Compared to the NLS and NQR models (τ = 0.5), the NLME model showed the best fitting accuracy for modeling the GFBL in an L. principis-rupprechtii plantation (Table 10). The NLME model can significantly alleviate the residual of the model [15,30]. This finding was confirmed in the present study, in which the residual values were significantly reduced in the GFBL model after the inclusion of random parameters (Figure 2). Notably, the NLS and NQR models (τ = 0.5) performed well for the BAGE between 1–10 a, with the NQR model slightly outperforming the NLS model for the BAGE 11–23 a. However, the NLME model provided the most accurate prediction of the GFBL across all the BAGE compared to the NLS and NQR models (τ = 0.5) (Figure 3). These results were similar to findings obtained by Miao et al. [16]. However, there was an unexplained error of 9.92% remaining in this study, and in future research, the effects of factors such as genetics [42] and climate [18] can be considered in the model.

5. Conclusions

The present study aimed to investigate how competition between free branches and different regression techniques affect the predictive accuracy of the GFBL model for an L. principis-rupprechtii plantation. The Chapman–Richards growth function considering the DBH and DINC was the most effective for describing the GFBL in the L. principis-rupprechtii plantation. The CI was the most effective index for quantifying branch competition among the CA, SLL, DR, and CD competition indices, and the model that incorporated the CI in the maximum value parameter (${\mathrm{a}}_0$) of the Chapman–Richards growth function demonstrated higher predictive accuracy.
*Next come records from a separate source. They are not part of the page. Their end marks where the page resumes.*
use serde_json::Value;

use crate::ClientError;

/// Pull the text at `pointer` out of a service response.
///
/// Strings are returned as-is, arrays of strings (or of objects with a `text` field) are
/// joined line by line. An empty pointer addresses the whole body, and a body that is not
/// JSON at all is accepted only then, so hosts that answer with a bare link work too.
pub fn extract_text(body: &str, pointer: &str) -> Result<String, ClientError> {
    let json: Value = match serde_json::from_str(body) {
        Ok(json) => json,
        Err(_) if pointer.is_empty() => return Ok(body.trim().to_string()),
        Err(e) => return Err(ClientError::Response(format!("body is not JSON: {e}"))),
    };

    let value = json
        .pointer(pointer)
        .ok_or_else(|| ClientError::Response(format!("nothing at {pointer:?} in response")))?;

    match value {
        Value::String(s) => Ok(s.clone()),
        Value::Array(items) => items
            .iter()
            .map(line_of)
            .collect::<Option<Vec<_>>>()
            .map(|lines| lines.join("\n"))
            .ok_or_else(|| ClientError::Response(format!("mixed array at {pointer:?}"))),
        other => Err(ClientError::Response(format!(
            "expected text at {pointer:?}, found {other}"
        ))),
    }
}

fn line_of(item: &Value) -> Option<&str> {
    match item {
        Value::String(s) => Some(s.as_str()),
        Value::Object(map) => map.get("text").and_then(Value::as_str),
        _ => None,
    }
}

/// Shorten an error body for logs and notifications.
pub(crate) fn snippet(body: &str) -> String {
    const MAX: usize = 200;
    let body = body.trim();
    match body.char_indices().nth(MAX) {
        Some((cut, _)) => format!("{}...", &body[..cut]),
        None => body.to_string(),
    }
}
Furthermore, the NLME model accounting for branch competition (CI) showed the best fitting accuracy for modeling the GFBL in an L. principis-rupprechtii plantation when compared to that of the NLS and NQR models. The results of the present study can provide a scientific basis for improving the management measures, assessing management effectiveness, and enhancing the quality of L. principis-rupprechtii plantations.